Thursday, 3 April 2014

The dust that brings the moths....or not

Last night my garden catch was superb in terms of diversity. Numbers of many of the species that have been dominating the trap recently were normal or slightly lower. Mullein was new for the year and very welcome as I tend to only ever see 1 max per year and for some reason it always seems to be just the wings as the local Sparrows seem to have an eye for what to me seems quite a well camouflaged moth. This one was pristine and inside the trap for once. Acleris literana was also new for the garden and I had another Ypsolopha mucronella. There was also a number of other micros including 2 Caloptilia semifascia, Agonopterix subpropinquella, Depressaria chaerophylii (that I failed to photograph the other day and now have another chance to :)), an Eriocrania species (TBI - can make no assumptions as there are not many Oaks in vicinity but there are two birch trees not too far away) and 5 Diamond-back Moths. Were these migrants brought along with the dust, probably not, I have had this species throughout the year in my garden for last two years and the field next to me is full of Rape of which there were lots of volunteer plants dotted about in the field margins over the winter, so I strongly suspect these are locally resident. Marc Botham, Benson


  1. Last spring I reared through a Diamond-back Moth found as a caterpillar inside some Waitrose broccoli. It pupated on 29th April and the moth emerged on 7th May, so they have a very quick turn-around! I'm sure quite a few of those we catch in light-traps now will be locally bred rather than migrants.

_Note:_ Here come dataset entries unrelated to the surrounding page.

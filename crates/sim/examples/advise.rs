// Copyright (C) 2025 Vince Vasta
// SPDX-License-Identifier: Apache-2.0
//
// Estimates outcome probabilities and wager expected values for a hand:
//
// ```bash
// $ cargo r --release --example advise -- -p "3 Spade" -p "2 Spade" -b "A Heart" -b "4 Heart"
// Player: 3 Spade, 2 Spade (5)
// Banker: A Heart, 4 Heart (5)
// Probabilities: player 44.75% banker 46.48% tie 8.77%
// EV player: -0.1050
// EV banker: -0.0936
// EV tie:    -0.2107
// Advice: don't bet
// ```
use anyhow::Result;
use clap::Parser;

use puntobanco_sim::{Card, Estimator, Hand};

#[derive(Parser)]
struct Args {
    /// Player cards as "value suit" descriptors.
    #[arg(short, long, required = true, num_args = 1)]
    player: Vec<String>,

    /// Banker cards as "value suit" descriptors.
    #[arg(short, long, required = true, num_args = 1)]
    banker: Vec<String>,

    /// Cards out of play beyond the two hands.
    #[arg(short, long)]
    removed: Vec<String>,

    /// Number of trials.
    #[arg(short, long, default_value_t = 10_000)]
    trials: usize,
}

fn main() -> Result<()> {
    env_logger::builder()
        .filter_level(log::LevelFilter::Debug)
        .format_target(false)
        .format_timestamp_millis()
        .init();

    let args = Args::parse();

    let player = Hand::parse(&args.player)?;
    let banker = Hand::parse(&args.banker)?;
    let removed = args
        .removed
        .iter()
        .map(|s| s.parse())
        .collect::<Result<Vec<Card>>>()?;

    let probs = Estimator::new(args.trials).estimate(&player, &banker, &removed)?;
    let evs = probs.wager_evs();

    println!("Player: {player}");
    println!("Banker: {banker}");
    println!("Probabilities: {probs}");
    println!("EV player: {:.4}", evs.player);
    println!("EV banker: {:.4}", evs.banker);
    println!("EV tie:    {:.4}", evs.tie);

    match evs.best() {
        Some(wager) => println!("Advice: back the {wager}"),
        None => println!("Advice: don't bet"),
    }

    Ok(())
}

    1. Waitrose! I'm shocked! You should have taken the broccoli back and demanded a year's free caterpillars.

  2. Yes, this was definitely a cut above your average Diamond-back! To be fair to Waitrose, it must be quite difficult to inspect every single floret, with all those nooks and crannies for them to hide in. Do the caterpillars count towards your ten a day (or whatever it has gone up to now), I wonder? We've probably eaten quite a few over the years.